Schichtwechsel – Begegnungen auf Augenhöhe

Von Denise Grytzka, Sozialdienst, Seniorenresidenz Bölschestraße

Am 25. September 2025 fand erneut der bundesweite Aktionstag Schichtwechsel statt. Dieser besondere Tag eröffnet Perspektiven, die im Alltag oft verborgen bleiben. Mitarbeitende aus Unternehmen des allgemeinen Arbeitsmarktes können Werkstätten, Tagesförderstätten und andere Einrichtungen kennenlernen – Orte, an denen Menschen mit Einschränkungen ihre Fähigkeiten einbringen und als Expert*innen ihrer Teilhabe wirken. Gleichzeitig erhalten Menschen mit Einschränkungen die Möglichkeit, für einen Tag in Betriebe hineinzuschnuppern, die sonst außerhalb ihres beruflichen Alltags liegen.
Die Idee ist einfach, aber wirkungsvoll: Arbeit verbindet. Arbeit schafft Begegnungen, die Klischees hinterfragen, neue Chancen eröffnen und Inklusion erlebbar machen. Der Schichtwechsel zeigt eindrücklich, dass gesellschaftlicher Zusammenhalt nicht in Programmen oder Konzepten entsteht, sondern in echten, gelebten Begegnungen.

 
Ein besonderer Tag in der Seniorenresidenz Bölschestraße
Auch die Seniorenresidenz Bölschestraße beteiligte sich zusammen mit den VfJ Werkstätten am diesjährigen Aktionstag. Mit dabei waren Samantha und Lisa, zwei junge Frauen mit viel Herz, Offenheit und Energie. Für einen Tag wurden sie Teil des Teams in der Seniorenresidenz – und waren sofort mittendrin. Sie begleiteten Bewohnende, führten Gespräche, halfen tatkräftig bei den Vorbereitungen für das Oktoberfest, deckten Tische ein, dekorierten, tanzten und feierten gemeinsam.
Dabei zeigten sie, wie wichtig Begegnungen auf Augenhöhe sind: nicht als „Besuch“ oder „Gast“, sondern als echte Kolleginnen, die mitgestalten und spürbar bereichern. Ihre Wärme und Natürlichkeit öffneten Herzen – bei Bewohnenden ebenso wie bei Mitarbeitenden. Für alle Beteiligten war es ein Tag voller Nähe, Respekt und echter Freude.

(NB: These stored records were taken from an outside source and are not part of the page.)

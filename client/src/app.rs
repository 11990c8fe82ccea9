#![deny(clippy::all)]
#![forbid(unsafe_code)]

use std::sync::atomic::{AtomicBool, Ordering};
use std::sync::mpsc::Receiver;
use std::sync::Arc;
use std::time::Duration;

use log::warn;
use pixels::{Pixels, SurfaceTexture};
use tokio::sync::watch;
use winit::dpi::LogicalSize;
use winit::event::{Event, VirtualKeyCode};
use winit::event_loop::{ControlFlow, EventLoop};
use winit::window::WindowBuilder;
use winit_input_helper::WinitInputHelper;

use crate::log_error;
use crate::result::ClientResult;
use crate::session::{SessionCommand, SharedFrame};
use crate::view::ViewState;

const SHUTDOWN_ACK_TIMEOUT: Duration = Duration::from_secs(2);

struct Screen {
    width: u32,
    height: u32,
    frame: SharedFrame,
}

/// Runs the window until the user closes it. Left-drag selects a region to
/// zoom into, right-click steps back out, Escape or closing the window
/// shuts the session down. Does not return on the happy path: winit takes
/// over the thread and exits the process when the loop stops.
pub fn run(
    mut view: ViewState,
    commands: watch::Sender<SessionCommand>,
    frame: SharedFrame,
    session_alive: Arc<AtomicBool>,
    shutdown_ack: Receiver<()>,
) -> ClientResult<()> {
    let viewport = view.viewport();
    let event_loop = EventLoop::new();
    let mut input = WinitInputHelper::new();

    let window = {
        let size = LogicalSize::new(viewport.width_px as f64, viewport.height_px as f64);
        WindowBuilder::new()
            .with_title("Mandelpool")
            .with_inner_size(size)
            .with_min_inner_size(LogicalSize::new(64.0, 64.0))
            .build(&event_loop)
            .unwrap()
    };

    let mut pixels = {
        let window_size = window.inner_size();
        let surface_texture = SurfaceTexture::new(window_size.width, window_size.height, &window);
        Pixels::new(viewport.width_px, viewport.height_px, surface_texture)?
    };

    let mut screen = Screen {
        width: viewport.width_px,
        height: viewport.height_px,
        frame,
    };

    event_loop.run(move |event, _, control_flow| {
        // Draw the current frame
        if let Event::RedrawRequested(_) = event {
            screen.draw(pixels.frame_mut(), view.drag_rect());
            if let Err(err) = pixels.render() {
                log_error("pixels.render", err);
                *control_flow = ControlFlow::Exit;
                return;
            }
        }

        // Handle input events
        if input.update(&event) {
            // Close events
            if input.key_pressed(VirtualKeyCode::Escape) || input.close_requested() {
                shut_down(&commands, &shutdown_ack);
                *control_flow = ControlFlow::Exit;
                return;
            }

            if !session_alive.load(Ordering::SeqCst) {
                warn!("Render session is gone, closing the window");
                *control_flow = ControlFlow::Exit;
                return;
            }

            // Resize the window
            if let Some(size) = input.window_resized() {
                if size.width > 0 && size.height > 0 {
                    if let Err(err) = pixels.resize_surface(size.width, size.height) {
                        log_error("pixels.resize_surface", err);
                        *control_flow = ControlFlow::Exit;
                        return;
                    }
                    if (size.width, size.height) != (screen.width, screen.height) {
                        if let Err(err) = pixels.resize_buffer(size.width, size.height) {
                            log_error("pixels.resize_buffer", err);
                            *control_flow = ControlFlow::Exit;
                            return;
                        }
                        screen.resize(size.width, size.height);
                        view.resize(size.width, size.height);
                        let _ = commands.send(SessionCommand::Render(view.viewport()));
                    }
                }
            }

            // Zoom selection and history
            if let Some(position) = input.mouse() {
                view.track_cursor((position.0 as f64, position.1 as f64));
            }

            if input.mouse_pressed(0) {
                if let Some(position) = input.mouse() {
                    view.begin_drag((position.0 as f64, position.1 as f64));
                }
            }

            if input.mouse_released(0) {
                if let Some(next) = view.commit_zoom() {
                    let _ = commands.send(SessionCommand::Render(next));
                }
            }

            if input.mouse_pressed(1) {
                let next = view.pop_view();
                let _ = commands.send(SessionCommand::Render(next));
            }

            window.request_redraw();
        }
    })
}

/// Hands the sentinel to the session and waits for its acknowledgement, so
/// the pool sees a clean shutdown instead of a reset connection.
fn shut_down(commands: &watch::Sender<SessionCommand>, ack: &Receiver<()>) {
    let _ = commands.send(SessionCommand::Shutdown);
    if ack.recv_timeout(SHUTDOWN_ACK_TIMEOUT).is_err() {
        warn!("No shutdown acknowledgement from the render session");
    }
}

impl Screen {
    fn resize(&mut self, width: u32, height: u32) {
        self.width = width;
        self.height = height;
    }

    /// Blits the latest frame into the RGBA buffer and outlines the
    /// in-progress selection. Black until the first frame arrives, or while
    /// the latest frame does not match the buffer dimensions yet.
    fn draw(&self, buffer: &mut [u8], selection: Option<((f64, f64), (f64, f64))>) {
        let frame = self.frame.lock().unwrap();
        let raster = frame
            .as_ref()
            .filter(|r| r.width_px == self.width && r.height_px == self.height);

        for (i, pixel) in buffer.chunks_exact_mut(4).enumerate() {
            let rgba = match raster {
                Some(raster) => {
                    let at = i * 3;
                    [
                        raster.data[at],
                        raster.data[at + 1],
                        raster.data[at + 2],
                        0xff,
                    ]
                }
                None => [0x0, 0x0, 0x0, 0xff],
            };
            pixel.copy_from_slice(&rgba);
        }
        drop(frame);

        if let Some((anchor, corner)) = selection {
            self.outline(buffer, anchor, corner);
        }
    }

    /// White one-pixel outline of the selection rectangle, clamped to the
    /// buffer.
    fn outline(&self, buffer: &mut [u8], anchor: (f64, f64), corner: (f64, f64)) {
        if self.width == 0 || self.height == 0 {
            return;
        }

        let clamp_x = |x: f64| (x.max(0.0) as u32).min(self.width - 1);
        let clamp_y = |y: f64| (y.max(0.0) as u32).min(self.height - 1);

        let x0 = clamp_x(anchor.0.min(corner.0));
        let x1 = clamp_x(anchor.0.max(corner.0));
        let y0 = clamp_y(anchor.1.min(corner.1));
        let y1 = clamp_y(anchor.1.max(corner.1));

        for x in x0..=x1 {
            self.paint(buffer, x, y0);
            self.paint(buffer, x, y1);
        }
        for y in y0..=y1 {
            self.paint(buffer, x0, y);
            self.paint(buffer, x1, y);
        }
    }

    fn paint(&self, buffer: &mut [u8], x: u32, y: u32) {
        let at = (y * self.width + x) as usize * 4;
        buffer[at..at + 3].copy_from_slice(&[0xff, 0xff, 0xff]);
    }
}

Perspektivwechsel in beide Richtungen
Doch der Schichtwechsel endet nicht dort. Am 18. November werden fünf Mitarbeitende der Seniorenresidenz Bölschestraße die VfJ Werkstätten in Adlershof besuchen, um dort einen Tag mitzuwirken. Auch sie werden erfahren, wie vielfältig, kreativ und bedeutend die Arbeit in Werkstätten ist.
Dieser beidseitige Austausch macht sichtbar, wie sehr alle Seiten voneinander lernen können. Er zeigt, dass Inklusion nicht einseitig geschieht, sondern im Dialog wächst – wenn wir bereit sind, den eigenen Blickwinkel zu erweitern – so Denise Grytzka – Sozialarbeiterin der Seniorenresidenz.

Fazit:
Der Aktionstag Schichtwechsel macht deutlich: Inklusion entsteht nicht durch Worte, sondern durch Begegnungen. Er schafft Räume, in denen Menschen mit und ohne Einschränkungen ihre Stärken zeigen und voneinander lernen können. Was bleibt, ist mehr als ein schöner Tag – es sind Erfahrungen, die Mut machen, Vorurteile überwinden und neue Wege eröffnen. Wir brauchen eine Gesellschaft, in der Sichtbarkeit, gleiche Chancen und Selbstbestimmung selbstverständlich sind. Der Schichtwechsel zeigt, wie das gelingen kann: durch Offenheit, durch gemeinsames Tun – und durch die Erkenntnis, dass Vielfalt nicht trennt, sondern verbindet.